Hypnotisés par ce spectacle, les GI imaginent tous un ennemi accablé. Erreur ! Pour éviter de toucher les soldats américains, les cibles ont été choisies à plus de 3 000 mètres en arrière du front et l'essentiel des frappes ont même été faites à plus de dix kilomètres. A l'exception d'un bataillon de la 47. VGD anéanti alors qu'il était en train de débarquer en gare de Düren, les pertes militaires sont faibles, 1 à 3% selon les divisions. Contrairement à COBRA, il n'y a pas de redditions massives, ni de soldats hébétés. Si carrefours et réseaux téléphoniques sont dévastés, les Allemands parviennent à tirer de nouvelles lignes en moins d'une journée et ouvrent des itinéraires de contournement. Gravats, poutres, briques sont de suite recyclés pour renforcer les barrages et améliorer les points d'appuis qui n'ont guère souffert. Les frappes les plus efficaces ont été obtenues par les bombardiers moyens mais le mauvais temps au-dessus des aérodromes a conduit à l'annulation de nombreuses missions. Même si, pendant des décennies, les écoles militaires américaines verront dans QUEEN la preuve des vertus tactiques des tapis de bombes, affichant fièrement leurs dix pertes pour près de 3 000 avions engagés, l'échec n'en est pas moins patent. ». Pour approfondir, se reporter à C. Mc Donald, The Siegfried Line Campaign., pp.403-406 (c’est de nouveau l’histoire officielle, tome datant de 1963 qui poursuit celui de Blumenson) Michael D. Doubler, Closing with the Enemy, University Press of Kansas, 1994, pp.81-86 (un livre exceptionnel mettant en valeur la capacité d’adaptation de l’US Army qui a juste le défaut d’avoir exclusivement utilisé des documents du front occidental sans voir que des innovations avaient été faites avant sur le front Pacifique), H. Yeide, The Longest Battle, Zenith Press, 2005, pp110-120.

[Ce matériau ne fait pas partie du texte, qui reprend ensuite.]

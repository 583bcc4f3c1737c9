use std::collections::VecDeque;
use std::net::IpAddr;
use std::sync::atomic::{AtomicU64, Ordering};
use std::sync::Arc;

use anyhow::Result;
use async_trait::async_trait;
use parking_lot::Mutex;
use serde::Serialize;
use serde_json::Value;
use time::OffsetDateTime;
use tokio::sync::Notify;
use tracing::{debug, warn};
use uuid::Uuid;

use crate::request::WafRequest;

/// Terminal state a request ended in.
#[derive(Debug, Clone, Copy, PartialEq, Eq, Serialize)]
#[serde(rename_all = "SCREAMING_SNAKE_CASE")]
pub enum EventAction {
    Block,
    Challenge,
    FinalDeny,
    OriginDispatch,
    OriginMisconfig,
}

impl EventAction {
    pub fn as_str(self) -> &'static str {
        match self {
            EventAction::Block => "BLOCK",
            EventAction::Challenge => "CHALLENGE",
            EventAction::FinalDeny => "FINAL_DENY",
            EventAction::OriginDispatch => "ORIGIN_DISPATCH",
            EventAction::OriginMisconfig => "ORIGIN_MISCONFIG",
        }
    }
}

/// One record per terminated request, shipped to the external event sink.
#[derive(Debug, Clone, Serialize)]
pub struct EventRecord {
    pub id: String,
    #[serde(with = "time::serde::rfc3339")]
    pub at: OffsetDateTime,
    pub action: EventAction,
    pub rule_id: Option<String>,
    /// Evaluation context that terminated the request: `global` or a route id.
    pub context: String,
    pub route_host: Option<String>,
    pub ip: IpAddr,
    pub user_agent: Option<String>,
    pub country: Option<String>,
    pub asn: Option<String>,
    pub colo: Option<String>,
    /// Set when the matched rule's action was LOG; the request was dispatched
    /// as an ALLOW but reporting keeps the distinction.
    pub log_rule: bool,
    pub meta_blob: Value,
    pub headers_blob: Value,
}

impl EventRecord {
    pub fn for_request(
        request: &WafRequest,
        action: EventAction,
        rule_id: Option<String>,
        context: String,
        route_host: Option<String>,
    ) -> Self {
        let headers_blob = Value::Object(
            request
                .headers
                .iter()
                .map(|(name, value)| (name.clone(), Value::String(value.clone())))
                .collect(),
        );
        Self {
            id: Uuid::new_v4().to_string(),
            at: OffsetDateTime::now_utc(),
            action,
            rule_id,
            context,
            route_host,
            ip: request.peer,
            user_agent: request.header("user-agent").map(str::to_string),
            country: request.meta_text("country"),
            asn: request.meta_text("asn"),
            colo: request.meta_text("colo"),
            log_rule: false,
            meta_blob: Value::Object(request.meta.clone()),
            headers_blob,
        }
    }

    pub fn with_log_rule(mut self) -> Self {
        self.log_rule = true;
        self
    }
}

/// Append-only destination for decision events. Aggregation runs on the
/// host-driven periodic tick, not in the request path.
#[async_trait]
pub trait EventSink: Send + Sync {
    async fn append(&self, record: EventRecord) -> Result<()>;
    /// Overflow notice: `count` events were dropped since the last notice.
    async fn note_dropped(&self, count: u64) -> Result<()>;
    async fn aggregate(&self) -> Result<()>;
}

/// Default sink: structured records on the `event_log` tracing target.
pub struct TracingEventSink;

#[async_trait]
impl EventSink for TracingEventSink {
    async fn append(&self, record: EventRecord) -> Result<()> {
        let payload = serde_json::to_string(&record)?;
        tracing::info!(
            target: "event_log",
            action = record.action.as_str(),
            context = %record.context,
            rule_id = record.rule_id.as_deref().unwrap_or_default(),
            record = %payload,
            "request decision"
        );
        Ok(())
    }

    async fn note_dropped(&self, count: u64) -> Result<()> {
        warn!(target: "event_log", dropped = count, "decision events dropped on overflow");
        Ok(())
    }

    async fn aggregate(&self) -> Result<()> {
        debug!(target: "event_log", "aggregation tick");
        Ok(())
    }
}

/// Fire-and-forget decision logger: the request path pushes into a bounded
/// ring and returns; a background task drains into the sink. Overflow drops
/// the oldest record and counts the loss.
#[derive(Clone)]
pub struct DecisionLogger {
    inner: Arc<LoggerInner>,
}

struct LoggerInner {
    queue: Mutex<VecDeque<EventRecord>>,
    notify: Notify,
    dropped: AtomicU64,
    capacity: usize,
}

impl DecisionLogger {
    pub fn start(sink: Arc<dyn EventSink>, capacity: usize) -> Self {
        let inner = Arc::new(LoggerInner {
            queue: Mutex::new(VecDeque::with_capacity(capacity)),
            notify: Notify::new(),
            dropped: AtomicU64::new(0),
            capacity: capacity.max(1),
        });
        let drain = inner.clone();
        tokio::spawn(async move {
            loop {
                drain.notify.notified().await;
                loop {
                    let record = drain.queue.lock().pop_front();
                    let Some(record) = record else { break };
                    if let Err(err) = sink.append(record).await {
                        warn!(error = %err, "event sink append failed");
                    }
                }
                let dropped = drain.dropped.swap(0, Ordering::Relaxed);
                if dropped > 0 {
                    crate::metrics::record_events_dropped(dropped);
                    if let Err(err) = sink.note_dropped(dropped).await {
                        warn!(error = %err, "event sink drop notice failed");
                    }
                }
            }
        });
        Self { inner }
    }

    /// Never blocks and never fails; the hot path must not couple its
    /// latency to the sink.
    pub fn emit(&self, record: EventRecord) {
        crate::metrics::record_decision(record.action.as_str(), &record.context);
        {
            let mut queue = self.inner.queue.lock();
            if queue.len() >= self.inner.capacity {
                queue.pop_front();
                self.inner.dropped.fetch_add(1, Ordering::Relaxed);
            }
            queue.push_back(record);
        }
        self.inner.notify.notify_one();
    }
}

Madison qui se déroule le 9 novembre, quelques jours plus tôt, a une finalité différente, 7 forts de Metz sont pilonnés pour masquer l’avance des GI dont la route passe en contrebas. La 8e Air Force promet de « tuer et tétaniser les troupes ennemies exposées ou semi-exposées et d’endommager les principaux forts de la région au point de les rendre intenable ». 689 bombardiers larguent 2386 t de bombes. Le résultat fut, on le devine sans peine, bien éloigné de ces espoirs. Aucun fort ne fut neutralisé. Le rapport officiel note que « la précision fut faible. Seuls quelques forts ont été endommagés » mais la phrase suivante rééquilibre le propos, l’auteur affirme que l’intensité de l’attaque a eu d’excellents résultats et que vue la densité des défenses dans le secteur visé, il y a eu forcément des installations vitales touchées. En fait cette phrase n’est qu’une justification oratoire. L’auteur n’a aucun élément prouvant ce qu’il avance, c’est une simple extrapolation. Un propos que l’on retrouve dans la plupart des rapports sur les bombardements massifs comme l’a montré l’excellente étude de Stephen Bourque, « Au-delà des plages » parue chez Passés composés, 2019 qui masque en fait des résultats décevants voir nuls.
Finalement les Américains renoncent aux Carpet Bombing pour leurs offensives suivantes.